New Jersey is behind more than a dozen other states _ including neighboring New York, Pennsylvania and Connecticut, that have required hospitals to make infection rates public. That's in response to alarm over infections, especially those resistant to antibiotics.
Hospital infections kill more than 100,000 Americans each year and add $7 billion to the nation's health care costs.
Consumer groups are demanding more transparency.
"Secrecy has allowed this problem to fester for far too long. You can call your local health department and get more information on a restaurant," Betsy McCaughey, a former New York lieutenant governor and now chairwoman of the Committee to Reduce Infection Deaths, told The Star-Ledger of Newark.
"There was a presumption that these (infections) were an inevitable risk of surgery and hospitalization,'' she said. "But there's compelling evidence now that nearly all are preventable.''
Much of the data New Jersey collects is not made public. However, a state system does rate hospitals based on lab reports of organisms resistant to antibiotics, but uses facility codes to hide the names in documents made public.
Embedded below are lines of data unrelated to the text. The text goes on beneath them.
//! Raw staging file validation.
//!
//! Raw files hold warm-up history before the window, so only dates after the
//! window end are temporal errors here. Coverage is measured inside the window.

use std::collections::{BTreeMap, BTreeSet, HashMap, HashSet};
use std::path::Path;

use chrono::{DateTime, NaiveDate, Utc};

use super::report::{ValidationReport, ViolationKind, WarningKind};
use super::{
    bar_warnings, check_dataset, check_ohlc, finish_metrics, price, read_table, required, volume,
    Ohlc, DEFAULT_MAX_STALENESS_DAYS,
};
use crate::domain::{normalize_date, DateWindow, Source};
use crate::staging::{StagingError, RAW_COLUMNS};

#[derive(Debug, Clone)]
pub struct RawRules {
    pub symbols: Vec<String>,
    pub window: DateWindow,
    /// Reference date for "future" and staleness checks, normally the run date.
    pub as_of: NaiveDate,
    /// Source every row must carry, when validating a single extractor's file.
    pub expected_source: Option<Source>,
    pub max_staleness_days: Option<i64>,
}

impl RawRules {
    pub fn new(symbols: Vec<String>, window: DateWindow, as_of: NaiveDate) -> Self {
        Self {
            symbols,
            window,
            as_of,
            expected_source: None,
            max_staleness_days: Some(DEFAULT_MAX_STALENESS_DAYS),
        }
    }

    pub fn for_source(mut self, source: Source) -> Self {
        self.expected_source = Some(source);
        self
    }
}

pub fn validate_raw_file(path: &Path, rules: &RawRules) -> Result<ValidationReport, StagingError> {
    let name = path
        .file_name()
        .map(|n| n.to_string_lossy().into_owned())
        .unwrap_or_else(|| path.display().to_string());
    let mut report = ValidationReport::new(name);
    let (columns, rows) = read_table(path, &mut report)?;

    let missing: Vec<&str> = RAW_COLUMNS.iter().copied().filter(|c| !columns.has(c)).collect();
    for col in &missing {
        report.violation(
            ViolationKind::MissingField,
            None,
            format!("required column '{col}' is missing"),
        );
    }
    for col in columns.names() {
        if !RAW_COLUMNS.contains(&col) {
            report.warn(
                WarningKind::ExtraColumn,
                None,
                format!("unexpected column '{col}'"),
            );
        }
    }
    if !missing.is_empty() {
        return Ok(report);
    }

    let mut seen_keys: HashSet<(String, NaiveDate, String)> = HashSet::new();
    let mut last_date: HashMap<(String, String), NaiveDate> = HashMap::new();
    let mut in_window: BTreeMap<String, BTreeSet<NaiveDate>> = BTreeMap::new();
    let mut symbols: BTreeSet<String> = BTreeSet::new();

    for (row, record) in &rows {
        let row = *row;
        report.metrics.record_count += 1;

        let symbol = required(&mut report, row, "symbol", columns.get(record, "symbol"));
        let source_text = columns.get(record, "source");
        let source = required(&mut report, row, "source", source_text).and_then(|s| {
            match s.parse::<Source>() {
                Ok(src) => Some(src),
                Err(e) => {
                    report.violation(ViolationKind::TypeMismatch, Some(row), e.to_string());
                    None
                }
            }
        });
        if let (Some(expected), Some(found)) = (rules.expected_source, source) {
            if expected != found {
                report.violation(
                    ViolationKind::TypeMismatch,
                    Some(row),
                    format!("source '{found}' in a {expected} file"),
                );
            }
        }
        *report
            .metrics
            .per_source
            .entry(source_text.to_string())
            .or_default() += 1;

        let date_text = columns.get(record, "date");
        let date = required(&mut report, row, "date", date_text).and_then(|t| {
            let parsed = normalize_date(t);
            if parsed.is_none() {
                report.violation(
                    ViolationKind::TypeMismatch,
                    Some(row),
                    format!("unparseable date '{t}'"),
                );
            }
            parsed
        });

        let extracted = columns.get(record, "extracted_at");
        if required(&mut report, row, "extracted_at", extracted).is_some()
            && extracted.parse::<DateTime<Utc>>().is_err()
        {
            report.violation(
                ViolationKind::TypeMismatch,
                Some(row),
                format!("unparseable extracted_at '{extracted}'"),
            );
        }

        let open = price(&mut report, row, "open", columns.get(record, "open"));
        let high = price(&mut report, row, "high", columns.get(record, "high"));
        let low = price(&mut report, row, "low", columns.get(record, "low"));
        let close = price(&mut report, row, "close", columns.get(record, "close"));
        let vol = volume(&mut report, row, columns.get(record, "volume"));

        let bar = match (open, high, low, close) {
            (Some(open), Some(high), Some(low), Some(close)) => {
                let bar = Ohlc { open, high, low, close };
                check_ohlc(&mut report, row, bar);
                Some(bar)
            }
            _ => None,
        };

        let (Some(symbol), Some(date)) = (symbol, date) else {
            continue;
        };
        report.metrics.observe_date(date);
        symbols.insert(symbol.to_string());

        if !rules.symbols.iter().any(|s| s == symbol) {
            report.violation(
                ViolationKind::UnknownSymbol,
                Some(row),
                format!("symbol '{symbol}' is not configured"),
            );
        }
        if date > rules.as_of {
            report.violation(
                ViolationKind::TemporalInconsistency,
                Some(row),
                format!("date {date} is in the future (as of {})", rules.as_of),
            );
        } else if date > rules.window.end {
            report.violation(
                ViolationKind::TemporalInconsistency,
                Some(row),
                format!("date {date} is after the extraction window {}", rules.window),
            );
        }

        if !seen_keys.insert((symbol.to_string(), date, source_text.to_string())) {
            report.violation(
                ViolationKind::DuplicateKey,
                Some(row),
                format!("duplicate record for {symbol} on {date} from {source_text}"),
            );
        }
        let series = (symbol.to_string(), source_text.to_string());
        if let Some(prev) = last_date.insert(series, date) {
            if date < prev {
                report.violation(
                    ViolationKind::TemporalInconsistency,
                    Some(row),
                    format!("{symbol} rows are not sorted by date ({date} after {prev})"),
                );
            }
        }
        if rules.window.contains(date) {
            in_window.entry(symbol.to_string()).or_default().insert(date);
        }
        if let (Some(bar), Some(vol)) = (bar, vol) {
            bar_warnings(&mut report, row, date, rules.as_of, bar, vol);
        }
    }

    finish_metrics(&mut report, &symbols);
    check_dataset(
        &mut report,
        &rules.symbols,
        rules.window,
        &in_window,
        rules.max_staleness_days,
        rules.as_of,
    );
    Ok(report)
}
The system is also backlogged. The most recent report from 2003 uses data that was compiled in 2001.
Eddy Bresnitz, the state's epidemiologist, said staffing limitations have created the backlog.
Efforts by hospitals can reduce infection rates greatly. About three years ago, 18 of New Jersey's 80 acute-care created an infection control program through an effort organized by the New Jersey Hospital Association.
The hospitals said they cut ventilator-related pneumonia by more than half over two years, and central blood line infections by an even greater percentage.
TRENTON, N.J. — Eleven times last year a dangerous infection broke out in a New Jersey hospital, and while the state health department’s policy is to release to the public the names of pathogens and the counties where outbreak happened, it doesn’t release the names of the hospitals, according to a published report.<<<<
I think that going to a hospital, is more dangerous than staying home............
I’ve never gotten an infection in a NJ hospital - but last year I had a nurse put a needle through an IV port - without disinfecting the port first.
Don’t get me started on the practise of having two new bleeding mothers share a bath. No wonder they want to give babies a hepatis shot.